You're a bit mistaken about there being no system to give second chances right
now. If an article hasn't had significant attention within about the last
year, we don't treat reposts as dupes. That already helps quite a lot.
However, the ideas that we're hoping to implement around this are different
and, if they work, will have a more dramatic effect. So I hope you'll be
willing to wait and see.

Now for the bad news. I'm afraid we don't agree that this "pitchforks" piece
is a decent article. To me (qua moderator) it looks like a low-substance
political riler-upper by an author who has been circulating the same message
(including through HN) for a while now and happened to score a post on
Politico, a questionable site for HN to begin with.

Qua reader, by the way, I have a different reaction.
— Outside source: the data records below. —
// Copyright (c) 2025 The Spindle contributors.
//
// Permission is hereby granted, free of charge, to any person obtaining
// a copy of this software and associated documentation files (the
// "Software"), to deal in the Software without restriction, including
// without limitation the rights to use, copy, modify, merge, publish,
// distribute, sublicense, and/or sell copies of the Software, and to
// permit persons to whom the Software is furnished to do so, subject to
// the following conditions:
//
// The above copyright notice and this permission notice shall be
// included in all copies or substantial portions of the Software.
//
// THE SOFTWARE IS PROVIDED "AS IS", WITHOUT WARRANTY OF ANY KIND,
// EXPRESS OR IMPLIED, INCLUDING BUT NOT LIMITED TO THE WARRANTIES OF
// MERCHANTABILITY, FITNESS FOR A PARTICULAR PURPOSE AND
// NONINFRINGEMENT. IN NO EVENT SHALL THE AUTHORS OR COPYRIGHT HOLDERS BE
// LIABLE FOR ANY CLAIM, DAMAGES OR OTHER LIABILITY, WHETHER IN AN ACTION
// OF CONTRACT, TORT OR OTHERWISE, ARISING FROM, OUT OF OR IN CONNECTION
// WITH THE SOFTWARE OR THE USE OR OTHER DEALINGS IN THE SOFTWARE.

//! # Search Monitor Trait
//!
//! A monitor observes a running search and may ask it to stop. The
//! engines call `on_step` on every driver iteration and consult
//! `search_command` before taking the next decision; a `Terminate`
//! answer ends the run cleanly (the stream simply stops, with every
//! already-yielded candidate untouched).

use spindle_core::num::fitness::Fitness;

/// What the search should do next.
#[derive(Debug, Clone, PartialEq, Eq)]
pub enum SearchCommand {
    /// Keep searching.
    Continue,
    /// Stop the search; the string names the reason.
    Terminate(String),
}

/// An observer attached to one search run.
pub trait SearchMonitor {
    /// The name of this monitor.
    fn name(&self) -> &str;

    /// Called once before the first decision is taken.
    fn on_enter_search(&mut self);

    /// Called once after the run has ended, for any reason.
    fn on_exit_search(&mut self);

    /// Called on every driver iteration. Must be cheap.
    fn on_step(&mut self);

    /// Called whenever the run improves on its incumbent.
    fn on_solution_found(&mut self, fitness: Fitness);

    /// Polled before each decision; `Terminate` stops the run.
    fn search_command(&self) -> SearchCommand;
}

impl std::fmt::Debug for dyn SearchMonitor {
    fn fmt(&self, f: &mut std::fmt::Formatter<'_>) -> std::fmt::Result {
        write!(f, "SearchMonitor({})", self.name())
    }
}
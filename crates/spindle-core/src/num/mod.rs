// Copyright (c) 2025 The Spindle contributors.
//
// Permission is hereby granted, free of charge, to any person obtaining
// a copy of this software and associated documentation files (the
// "Software"), to deal in the Software without restriction, including
// without limitation the rights to use, copy, modify, merge, publish,
// distribute, sublicense, and/or sell copies of the Software, and to
// permit persons to whom the Software is furnished to do so, subject to
// the following conditions:
//
// The above copyright notice and this permission notice shall be
// included in all copies or substantial portions of the Software.
//
// THE SOFTWARE IS PROVIDED "AS IS", WITHOUT WARRANTY OF ANY KIND,
// EXPRESS OR IMPLIED, INCLUDING BUT NOT LIMITED TO THE WARRANTIES OF
// MERCHANTABILITY, FITNESS FOR A PARTICULAR PURPOSE AND
// NONINFRINGEMENT. IN NO EVENT SHALL THE AUTHORS OR COPYRIGHT HOLDERS BE
// LIABLE FOR ANY CLAIM, DAMAGES OR OTHER LIABILITY, WHETHER IN AN ACTION
// OF CONTRACT, TORT OR OTHERWISE, ARISING FROM, OUT OF OR IN CONNECTION
// WITH THE SOFTWARE OR THE USE OR OTHER DEALINGS IN THE SOFTWARE.

pub mod fitness;
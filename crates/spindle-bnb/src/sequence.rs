// Copyright (c) 2025 The Spindle contributors.
//
// Permission is hereby granted, free of charge, to any person obtaining
// a copy of this software and associated documentation files (the
// "Software"), to deal in the Software without restriction, including
// without limitation the rights to use, copy, modify, merge, publish,
// distribute, sublicense, and/or sell copies of the Software, and to
// permit persons to whom the Software is furnished to do so, subject to
// the following conditions:
//
// The above copyright notice and this permission notice shall be
// included in all copies or substantial portions of the Software.
//
// THE SOFTWARE IS PROVIDED "AS IS", WITHOUT WARRANTY OF ANY KIND,
// EXPRESS OR IMPLIED, INCLUDING BUT NOT LIMITED TO THE WARRANTIES OF
// MERCHANTABILITY, FITNESS FOR A PARTICULAR PURPOSE AND
// NONINFRINGEMENT. IN NO EVENT SHALL THE AUTHORS OR COPYRIGHT HOLDERS BE
// LIABLE FOR ANY CLAIM, DAMAGES OR OTHER LIABILITY, WHETHER IN AN ACTION
// OF CONTRACT, TORT OR OTHERWISE, ARISING FROM, OUT OF OR IN CONNECTION
// WITH THE SOFTWARE OR THE USE OR OTHER DEALINGS IN THE SOFTWARE.

//! The rotor blade sequence engine.
//!
//! `SequenceDesigner` validates a problem once; each call to
//! `design_stream` starts an independent run returning a lazy iterator
//! of strictly improving `SequenceLayout`s. The run is a depth-first
//! search over slots, pruned by usage limits at enqueue time and by the
//! objective's admissible upper bound at descent time. All search state
//! (the decision stack, the assigned prefix, the score trail, the
//! incumbent) lives in the stream object, so construction suspends
//! after each improvement and resumes exactly there on the next pull.

use crate::decision::Decision;
use crate::eval::objective::SequenceObjective;
use crate::stack::SearchStack;
use crate::state::SearchState;
use spindle_core::num::fitness::Fitness;
use spindle_model::catalog::Catalog;
use spindle_model::complexity::Complexity;
use spindle_model::constraints::UsageLimits;
use spindle_model::error::DesignError;
use spindle_model::index::VariantIndex;
use spindle_model::layout::SequenceLayout;
use spindle_search::monitor::no_op::NoOperationMonitor;
use spindle_search::monitor::search_monitor::{SearchCommand, SearchMonitor};
use spindle_search::stats::SearchStatistics;

/// A validated sequence design problem: catalog, objective, limits.
///
/// The designer is cheap to keep around; every `design_stream` call
/// starts a fresh, independent run against the same read-only inputs.
#[derive(Clone, Debug)]
pub struct SequenceDesigner<'a, O> {
    catalog: &'a Catalog,
    objective: O,
    limits: UsageLimits,
}

impl<'a, O> SequenceDesigner<'a, O>
where
    O: SequenceObjective,
{
    /// Creates a designer over a catalog, an objective, and usage
    /// limits (already validated against the same catalog).
    pub fn new(catalog: &'a Catalog, objective: O, limits: UsageLimits) -> Self {
        Self {
            catalog,
            objective,
            limits,
        }
    }

    /// The catalog this designer draws parts from.
    #[inline]
    pub fn catalog(&self) -> &Catalog {
        self.catalog
    }

    /// Gauges the raw assignment space of a run of the given length.
    pub fn complexity(&self, length: usize) -> Complexity {
        Complexity::new(self.catalog.len(), length)
    }

    /// Starts an unmonitored design run.
    pub fn design_stream(
        &self,
        length: usize,
    ) -> Result<SequenceDesignStream<'_, O, NoOperationMonitor>, DesignError> {
        self.design_stream_monitored(length, NoOperationMonitor::new())
    }

    /// Starts a design run observed by `monitor`.
    pub fn design_stream_monitored<M>(
        &self,
        length: usize,
        monitor: M,
    ) -> Result<SequenceDesignStream<'_, O, M>, DesignError>
    where
        M: SearchMonitor,
    {
        if length == 0 {
            return Err(DesignError::ZeroLength);
        }
        Ok(SequenceDesignStream::new(
            self.catalog,
            &self.objective,
            &self.limits,
            length,
            monitor,
        ))
    }

    /// Runs a stream to exhaustion and returns the best layout found,
    /// or `None` if the limits admit no complete sequence.
    pub fn design(&self, length: usize) -> Result<Option<SequenceLayout>, DesignError> {
        Ok(self.design_stream(length)?.last())
    }
}

/// A running sequence search, pulled as an iterator.
///
/// Each yielded layout strictly improves on every earlier one; the last
/// layout before exhaustion is the best the run visited, and — absent a
/// terminating monitor — the optimum under the given limits. The stream
/// is finite and non-restartable; once it returns `None` it stays
/// exhausted.
#[derive(Debug)]
pub struct SequenceDesignStream<'d, O, M> {
    catalog: &'d Catalog,
    objective: &'d O,
    limits: &'d UsageLimits,
    length: usize,
    stack: SearchStack,
    state: SearchState,
    best: Fitness,
    stats: SearchStatistics,
    monitor: M,
    start_time: std::time::Instant,
    done: bool,
}

impl<'d, O, M> SequenceDesignStream<'d, O, M>
where
    O: SequenceObjective,
    M: SearchMonitor,
{
    fn new(
        catalog: &'d Catalog,
        objective: &'d O,
        limits: &'d UsageLimits,
        length: usize,
        mut monitor: M,
    ) -> Self {
        debug_assert!(length > 0, "called `SequenceDesignStream::new` with zero length");

        monitor.on_enter_search();
        let mut stream = Self {
            catalog,
            objective,
            limits,
            length,
            stack: SearchStack::preallocated(length, catalog.len()),
            state: SearchState::new(catalog.len(), length),
            best: Fitness::NEG_INFINITY,
            stats: SearchStatistics::default(),
            monitor,
            start_time: std::time::Instant::now(),
            done: false,
        };

        if stream.limits.provably_infeasible(length) {
            stream.finish();
        } else {
            stream.stack.push_frame();
            stream.stats.on_node_explored();
            stream.enqueue_decisions();
        }
        stream
    }

    /// Statistics of the run so far.
    #[inline]
    pub fn statistics(&self) -> &SearchStatistics {
        &self.stats
    }

    /// The incumbent fitness, if any candidate has been found.
    #[inline]
    pub fn best_fitness(&self) -> Option<Fitness> {
        if self.best == Fitness::NEG_INFINITY {
            None
        } else {
            Some(self.best)
        }
    }

    /// Returns `true` once the run has ended.
    #[inline]
    pub fn is_exhausted(&self) -> bool {
        self.done
    }

    /// Enqueues every limit-admissible variant for the next slot, in
    /// reverse catalog order so the LIFO pop explores catalog order.
    fn enqueue_decisions(&mut self) {
        let slot = self.state.num_assigned();
        for raw in (0..self.catalog.len()).rev() {
            let variant = VariantIndex::new(raw);
            if self
                .limits
                .admits_one_more(variant, self.state.count(variant))
            {
                self.stack.push(Decision::new(slot, variant));
            }
        }
    }

    fn backtrack(&mut self) {
        self.stats.on_backtrack();
        self.stack.pop_frame();
        self.state.unassign();
    }

    fn finish(&mut self) {
        if !self.done {
            self.done = true;
            self.stats.set_total_time(self.start_time.elapsed());
            self.monitor.on_exit_search();
        }
    }
}

impl<O, M> Iterator for SequenceDesignStream<'_, O, M>
where
    O: SequenceObjective,
    M: SearchMonitor,
{
    type Item = SequenceLayout;

    fn next(&mut self) -> Option<SequenceLayout> {
        if self.done {
            return None;
        }

        loop {
            self.stats.on_step();
            self.monitor.on_step();
            if let SearchCommand::Terminate(_) = self.monitor.search_command() {
                self.finish();
                return None;
            }

            if self.stack.is_current_level_empty() {
                if self.stack.depth() <= 1 {
                    // Root exhausted: every feasible completion has been
                    // visited or dominated.
                    self.finish();
                    return None;
                }
                self.backtrack();
                continue;
            }

            let Some(decision) = self.stack.pop() else {
                self.finish();
                return None;
            };
            self.stats.on_decision_taken();

            let frame = self.objective.extend(
                self.catalog,
                self.length,
                decision.position(),
                decision.variant(),
                self.state.current_frame(),
            );

            if self.state.num_assigned() + 1 == self.length {
                // A complete candidate; yield only strict improvements.
                let fitness = self.objective.finalize(&frame);
                if fitness > self.best {
                    self.best = fitness;
                    self.stats.on_solution_found();
                    self.monitor.on_solution_found(fitness);

                    let mut variants = self.state.assignments().to_vec();
                    variants.push(decision.variant());
                    return Some(SequenceLayout::new(variants, fitness));
                }
                self.stats.on_pruning_bound();
                continue;
            }

            self.state.assign(decision.variant(), frame);
            self.stack.push_frame();
            self.stats.on_node_explored();

            let remaining = self.length - self.state.num_assigned();
            let bound = self
                .objective
                .upper_bound(self.catalog, self.state.current_frame(), remaining);
            if bound <= self.best {
                // No completion of this prefix can strictly improve.
                self.stats.on_pruning_bound();
                self.backtrack();
                continue;
            }

            self.enqueue_decisions();
        }
    }
}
I kind of like that stuff
and I find the root question very interesting. I mean the question of whether
the postwar social order which has been so stable is threatened by current
macroeconomic developments. But (qua moderator again) I think any HN
discussions on that need to be seeded with higher-quality material.

So the reason you were frustrated in this case is not HN's dupe detector, it's
that a moderator is more or less calling an article you like off-topic for HN.
My thought was that since
[https://news.ycombinator.com/item?id=7953608](https://news.ycombinator.com/item?id=7953608)
did have _some_ discussion, we could just treat all the reposts as dupes.
Maybe that was overly finessey.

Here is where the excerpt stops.